Abstract Background: Sepsis is characterized by an inappropriate systemic inflammatory response and bacteremia that promote multiorgan failure and mortality. Sphingosine 1-phosphate receptor 2 (S1PR2) modulates endotoxin induced inflammation in endothelium. However, as a highly expressed S1P receptor in macrophage, its role in regulating macrophage response to bacterial infection remains unclear. Methods: Sepsis was induced in wild-type mice treated with S1PR2 antagonist or S1PR2-deficient mice. The antibacterial ability of cell specific S1PR2 was tested in bone marrow reconstitution or macrophage deletion mice.
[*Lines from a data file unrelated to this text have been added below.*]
//! Dataset compatibility and format validation tests
//!
//! Tests for ensuring different data formats work correctly across the pipeline

use std::io::Write;
use svm_engine::{api::Svm, evaluate, CsvDataset, Dataset, KernelType, LibSvmDataset, SvmError};
use tempfile::NamedTempFile;

fn temp_file_with(data: &str) -> NamedTempFile {
    let mut temp_file = NamedTempFile::new().expect("Failed to create temp file");
    write!(temp_file, "{}", data).expect("Failed to write");
    temp_file.flush().expect("Failed to flush");
    temp_file
}

/// Test LibSVM format variations
#[test]
fn test_libsvm_format_variations() {
    let test_cases = vec![
        ("+1 1:0.5 3:1.2 7:0.8\n-1 2:0.3 5:2.1\n", "basic format"),
        (
            "# This is a comment\n+1 1:0.5 3:1.2\n\n# Another comment\n-1 2:0.3\n",
            "with comments",
        ),
        ("1 1:0.5 2:1.0\n-1 1:-0.5 2:-1.0\n", "explicit +/-1 labels"),
        (
            "+1 1:1.0 10:2.0 100:3.0\n-1 5:1.5 50:2.5 500:3.5\n",
            "sparse indices",
        ),
        ("+1 1:2.0\n-1 1:-2.0\n+1 1:1.8\n-1 1:-1.8\n", "single feature"),
        ("+1 3:0.3 1:0.1 2:0.2\n-1 2:-0.2 1:-0.1\n", "unsorted indices"),
        ("1 1:1 \r\n-1 1:-1\t\r\n", "trailing whitespace"),
    ];

    for (data, description) in test_cases {
        let temp_file = temp_file_with(data);
        let dataset = LibSvmDataset::from_file(temp_file.path())
            .unwrap_or_else(|e| panic!("Failed to load LibSVM dataset ({description}): {e}"));

        assert!(dataset.len() >= 2, "{description}");
        assert!(dataset.dim() > 0, "{description}");

        let model = Svm::new()
            .train(&dataset)
            .unwrap_or_else(|e| panic!("Training should succeed for {description}: {e}"));
        let label = model.predict(dataset.features(0));
        assert!(label == 1.0 || label == -1.0, "{description}");
    }
}

/// Labels are used as given, so any set of values forms the classes
#[test]
fn test_multiclass_labels_are_not_coerced() {
    let temp_file = temp_file_with("3 1:1\n7 1:5\n3 1:1.2\n0 1:-4\n7 1:5.3\n0 1:-4.1\n");
    let dataset = LibSvmDataset::from_file(temp_file.path()).unwrap();
    assert_eq!(dataset.labels(), vec![3.0, 7.0, 3.0, 0.0, 7.0, 0.0]);

    let model = Svm::new()
        .with_kernel_type(KernelType::Linear)
        .with_c(10.0)
        .train(&dataset)
        .unwrap();
    assert_eq!(model.labels(), &[3.0, 7.0, 0.0]);
    assert_eq!(evaluate(&model, &dataset).accuracy(), 1.0);
}

/// Test CSV format variations
#[test]
fn test_csv_format_variations() {
    let test_cases = vec![
        (
            "feature1,feature2,label\n1.0,2.0,1\n-1.0,-2.0,-1\n2.0,1.0,1\n",
            "with header",
        ),
        ("1.0,2.0,1\n-1.0,-2.0,-1\n2.0,1.0,1\n", "without header"),
        (
            "1.0,2.0,3.0,1\n-1.0,-2.0,-3.0,-1\n0.5,1.5,2.5,1\n",
            "multiple features",
        ),
        ("1.0,2.0,1.0\n-1.0,-2.0,-1.0\n", "floating point labels"),
        (
            "1.5,-0.5,1\n-1.5,0.5,-1\n0.8,-1.2,1\n-0.8,1.2,-1\n",
            "mixed signs",
        ),
        (" 1.0 , 2.0 , 1\n-1.0, -2.0 ,-1\n", "padded fields"),
    ];

    for (data, description) in test_cases {
        let temp_file = temp_file_with(data);
        let dataset = CsvDataset::from_file(temp_file.path())
            .unwrap_or_else(|e| panic!("Failed to load CSV dataset ({description}): {e}"));

        assert!(dataset.len() >= 2, "{description}");
        assert!(dataset.dim() > 0, "{description}");
        assert!(Svm::new().train(&dataset).is_ok(), "{description}");
    }
}

/// The same samples in both formats give the same problem
#[test]
fn test_cross_format_compatibility() {
    let libsvm_file =
        temp_file_with("+1 1:2.0 2:1.0\n+1 1:1.8 2:1.1\n-1 1:-2.0 2:-1.0\n-1 1:-1.8 3:-1.1\n");
    let csv_file = temp_file_with(
        "feature1,feature2,feature3,label\n2.0,1.0,0,1\n1.8,1.1,0,1\n-2.0,-1.0,0,-1\n-1.8,0,-1.1,-1\n",
    );

    let libsvm_dataset = LibSvmDataset::from_file(libsvm_file.path()).unwrap();
    let csv_dataset = CsvDataset::from_file(csv_file.path()).unwrap();

    assert_eq!(libsvm_dataset.len(), csv_dataset.len());
    assert_eq!(libsvm_dataset.dim(), csv_dataset.dim());
    assert_eq!(libsvm_dataset.to_problem(), csv_dataset.to_problem());

    let svm = Svm::new();
    assert_eq!(
        svm.train(&libsvm_dataset).unwrap(),
        svm.train(&csv_dataset).unwrap()
    );
}

/// Test large dimension handling
#[test]
fn test_large_dimensions() {
    let mut data = String::new();
    for k in 0..10 {
        let sign = if k % 2 == 0 { 1 } else { -1 };
        data.push_str(&format!(
            "{sign} 1:{} 5000:{} 100000:{}\n",
            sign as f64 * 1.5,
            0.1 * k as f64,
            sign as f64
        ));
    }
    let temp_file = temp_file_with(&data);

    let dataset = LibSvmDataset::from_file(temp_file.path()).unwrap();
    assert_eq!(dataset.dim(), 100000);

    let model = Svm::new()
        .with_kernel_type(KernelType::Linear)
        .train(&dataset)
        .unwrap();
    assert_eq!(evaluate(&model, &dataset).accuracy(), 1.0);
}

/// Test malformed data handling
#[test]
fn test_malformed_data_handling() {
    let libsvm_cases = vec![
        ("+1 1:abc\n", "non-numeric value"),
        ("+1 x:1.0\n", "non-numeric index"),
        ("abc 1:1.0\n", "non-numeric label"),
        ("+1 1-1.0\n", "missing colon"),
        ("+1 1:1.0 1:2.0\n", "duplicate index"),
        ("+1 -3:1.0\n", "negative index"),
    ];
    for (data, description) in libsvm_cases {
        let temp_file = temp_file_with(data);
        assert!(
            matches!(
                LibSvmDataset::from_file(temp_file.path()),
                Err(SvmError::ParseError(_))
            ),
            "{description}"
        );
    }

    let empty = temp_file_with("# nothing here\n\n");
    assert!(matches!(
        LibSvmDataset::from_file(empty.path()),
        Err(SvmError::EmptyDataset)
    ));

    let ragged = temp_file_with("1,2,1\n1,2,3,1\n");
    assert!(CsvDataset::from_file(ragged.path()).is_err());
}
Signaling molecules responsible for S1PR2 mediated phagocytosis were also measured in bone marrow-derived macrophages. Results: Both genetic deletion and pharmaceutical inhibition of S1PR2 significantly limited bacterial burden, reduced lung damage, and improved survival in experimental sepsis. This protection was attributed to the enhanced phagocytic function of S1PR2-deficient macrophages. Absence of S1PR2 in macrophage inhibits RhoA-dependent cell contraction and promotes IQGAP1-Rac1-dependent lamellipodial protrusion, the different signalings of which depends on the extracellular stimulators. Conclusions: This study implies that S1PR2 as a critical receptor in macrophage, impairs phagocytosis and antimicrobial defense in the pathogenesis of sepsis. Interventions targeting S1PR2 signaling may serve as a promising therapeutic approach for sepsis.